Insync Bikes brand ambassador and Olympic BMX rider Shanaze Reade has shared her battles with depression, anxiety and alcohol to inspire others during Mental Health Awareness Week.
Manchester-based Shanaze, who competed for Team GB in the 2008 and 2012 games, at one stage felt like she “didn’t want to be here” after using alcohol to mask how she was feeling when she retired from sport.
Now she believes cycling has assisted in her recovery and has urged others to use exercise to help strengthen their mental health to mark the week, from 18-24 May.
The 31-year-old, also a track cyclist, is two-and-a-half years sober and has just launched a personal training business to use her talents to help others.
She said: “I found that when I got back on the bike, I started feeling better because sport really does help your mental health. I ride twice a day now and it’s the best form of therapy I’ve ever had.”

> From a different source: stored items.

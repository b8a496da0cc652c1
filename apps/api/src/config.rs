//! API server configuration

use std::env;

use anyhow::{Context, Result};
use edgecloud_shared_config::{parse_env, parse_flag, CommonConfig};

/// Log filter used when neither `RUST_LOG` nor `LOG_LEVEL` is set
pub const DEFAULT_LOG_FILTER: &str = "edgecloud_api=debug,tower_http=debug";

/// Default maximum GraphQL query depth
pub const DEFAULT_GRAPHQL_DEPTH_LIMIT: usize = 15;

/// Default maximum GraphQL query complexity
pub const DEFAULT_GRAPHQL_COMPLEXITY_LIMIT: usize = 200;

/// API server configuration loaded from environment variables
#[derive(Debug, Clone)]
pub struct Config {
    /// Common configuration shared with other services
    pub common: CommonConfig,

    /// CORS allowed origins (optional)
    pub cors_allowed_origins: Option<Vec<String>>,

    /// Serve the GraphQL playground at `/graphql/playground`
    pub graphql_playground: bool,

    /// Allow schema introspection queries
    pub graphql_introspection: bool,

    /// Maximum query nesting depth
    pub graphql_depth_limit: usize,

    /// Maximum query complexity
    pub graphql_complexity_limit: usize,
}

impl Config {
    /// Load configuration from environment variables
    ///
    /// Outside production the playground and introspection default to on.
    /// In production introspection defaults to off and the playground is
    /// never served, whatever `GRAPHQL_PLAYGROUND` says.
    pub fn from_env() -> Result<Self> {
        let common = CommonConfig::from_env().context("Failed to load common config")?;
        let is_production = common.environment.is_production();

        let graphql_playground = parse_flag("GRAPHQL_PLAYGROUND", !is_production)? && !is_production;

        Ok(Self {
            common,

            cors_allowed_origins: env::var("CORS_ORIGINS").ok().map(|s| {
                s.split(',')
                    .map(|s| s.trim().to_string())
                    .filter(|s| !s.is_empty())
                    .collect()
            }),

            graphql_playground,

            graphql_introspection: parse_flag("GRAPHQL_INTROSPECTION", !is_production)?,

            graphql_depth_limit: parse_env("GRAPHQL_DEPTH_LIMIT", DEFAULT_GRAPHQL_DEPTH_LIMIT)?,

            graphql_complexity_limit: parse_env(
                "GRAPHQL_COMPLEXITY_LIMIT",
                DEFAULT_GRAPHQL_COMPLEXITY_LIMIT,
            )?,
        })
    }

    /// Tracing filter directives: `RUST_LOG`, then `LOG_LEVEL`, then [`DEFAULT_LOG_FILTER`]
    pub fn log_filter(&self) -> &str {
        self.common
            .log_level
            .as_deref()
            .unwrap_or(DEFAULT_LOG_FILTER)
    }

    /// Check if running in production mode
    pub fn is_production(&self) -> bool {
        self.common.environment.is_production()
    }
}

impl Default for Config {
    fn default() -> Self {
        Self {
            common: CommonConfig::default(),
            cors_allowed_origins: None,
            graphql_playground: true,
            graphql_introspection: true,
            graphql_depth_limit: DEFAULT_GRAPHQL_DEPTH_LIMIT,
            graphql_complexity_limit: DEFAULT_GRAPHQL_COMPLEXITY_LIMIT,
        }
    }
}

Shanaze suffered her first panic attack aged 18 while at the 2008 Olympic Games in Beijing, having never suffered with mental health issues before.
“I knew something wasn’t right – my legs went weak – but I didn’t know what was happening, which is what happens when you go through it for the first time,” she said. “I realised afterwards it was the stress and pressure I was under with it being my first Olympics.”
When she didn’t experience the success she had set her sights on, she returned home and sank into a depression. “I felt low, I felt depressed and I didn’t leave my bedroom – it felt like I was in a blackhole,” she said.
She credits family and friends with helping lift her out of the situation she was in, as well as setting herself small goals such as having a shower and going to see friends. “If someone had said to me ‘get back on the bike’, it would have been too big to deal with, it was all about taking small steps,” she said. British Cycling also provided support with her wellbeing and she worked with psychiatrist Steve Peters, author of The Chimp Paradox, on getting her mind well again.
Shanaze’s next battle came following her retirement from cycling three years ago. Having been involved in the sport since childhood, she suddenly found herself wondering what the future held – and that was when she started to drink.
She said: “I didn’t know what direction to go in life – cycling was something I’d done from the age of ten, so to retire from the sport was difficult. I started to use alcohol to mask how I was feeling to the point where I gained a lot of weight and I didn’t want to be here. I was depressed.”
Deciding to seek help, she went to Alcoholics Anonymous and joined the fellowship. “It was the best decision I’ve ever made because it was about more than giving up drink,” she said. “The fellowship helps you unravel your past and face your demons so that you know what to avoid. I haven’t had a drink now for three years.”
She had been one year sober when British Cycling asked her back out of retirement, something she says she needed to do so that she could leave the sport on her terms. She won the women’s team sprint at the National Track Championships in 2019, which she said was a mark of being back to the best version of herself.
Now an advocate of cycling as a force for good, through her work as an ambassador for Insync, she believes sport and staying active is essential for good mental health, especially during such difficult times. Prime minister Boris Johnson predicted cycling was set to experience a ‘golden age’ as the country emerges from lockdown, with families and commuters alike taking to the saddle.
Insync, owned by India’s Hero Cycles, reported strong sales of its family range of bikes particularly around the £160-£300 price bracket as cycling fell under the government’s list of permitted daily activities. Cycling is proven to boost the immune system and improve sensitivity to vaccines, as well as strengthening physical and mental health.
Shanaze said: “Times are tough for many people at the moment and cycling is great for ensuring you take care of your mind as well as your body. I ride twice a day and it’s great to see so many people out riding – I really hope that doesn’t change when we come out of lockdown.”
Through her personal training business, Body Workshop by Shanaze, which will begin with free workouts live on Instagram, she hopes to inspire others. “I’m going to do some online workouts, question and answer sessions and some training drills on Insync bikes that people can do at home,” she said. “You can take your phone to the park or replicate the session at home as best you can, and Insync have some great bikes on offer. It’s so important to be mentally aware. It’s all about being as active as you can to clear your head and I guarantee you’ll finish off feeling much better than when you started.”